It’s the simplest right in the books: if you work as agreed, then you get paid as agreed. There are many cases in which employers have withheld pay, sometimes as a punitive measure. However, they are legally not allowed to do that in the vast majority of circumstances. Similarly, if your employer isn’t able to pay you regularly or on the agreed-upon dates as stated in your contract, then they are breaching your rights, as well. Reporting unpaid wages if your employer has failed to pay you is crucial. If they have failed to do it for a while now, then you can even claim back pay to make sure that you are made entirely whole.


Your right to minimum wage

It’s not just about making sure that you get paid as and when the contract dictates. No matter what your contract states, you have a right to earn the minimum wage as it is laid out in your state. The vast majority of workers are entitled by law to minimum wage, and any employer who pays less than that is in breach of law. There are certain exceptions to this. For instance, waiters and other staff who are expected to make a living off of tips can be paid less than minimum wage in some states. Get to know what wage you are entitled to and claim the money you should be paid if you find your employer has been underpaying you.


Your right to a safe and healthy workplace

Aside from ensuring that you get paid how much you should, and when you should, the most important right that applies to every employee is the right to health and safety.
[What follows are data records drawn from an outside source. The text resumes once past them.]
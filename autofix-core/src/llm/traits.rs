//! The model capability consumed by the fix engine

use super::errors::LLMError;
use async_trait::async_trait;
use futures::stream::{self, Stream};
use std::pin::Pin;

/// Incremental completion text
pub type TextStream = Pin<Box<dyn Stream<Item = Result<String, LLMError>> + Send>>;

/// A language model that turns a prompt into response text
///
/// Dropping a returned stream abandons the request.
#[async_trait]
pub trait ModelProvider: Send + Sync {
    /// Get the name of this provider
    fn name(&self) -> &str;

    /// Complete a prompt and return the whole response
    async fn complete(&self, prompt: &str, system: Option<&str>) -> Result<String, LLMError>;

    /// Stream a completion; by default a single chunk holding the whole response
    async fn complete_stream(
        &self,
        prompt: &str,
        system: Option<&str>,
    ) -> Result<TextStream, LLMError> {
        let text = self.complete(prompt, system).await?;
        Ok(Box::pin(stream::once(async move { Ok(text) })))
    }
}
Your employer needs to be investing in all of the right protections to not only avoid accidents but also to avoid putting any undue stress on your health. For instance, if you get sick due to unhealthy conditions in the workplace, the employer is responsible for that, too. Get a free consultation today from a personal injury lawyer if you have been hurt in your workplace and your employer isn’t willing to cover it. Make sure you stand up for your rights by pointing out any potential health risks that you take notice of, as well.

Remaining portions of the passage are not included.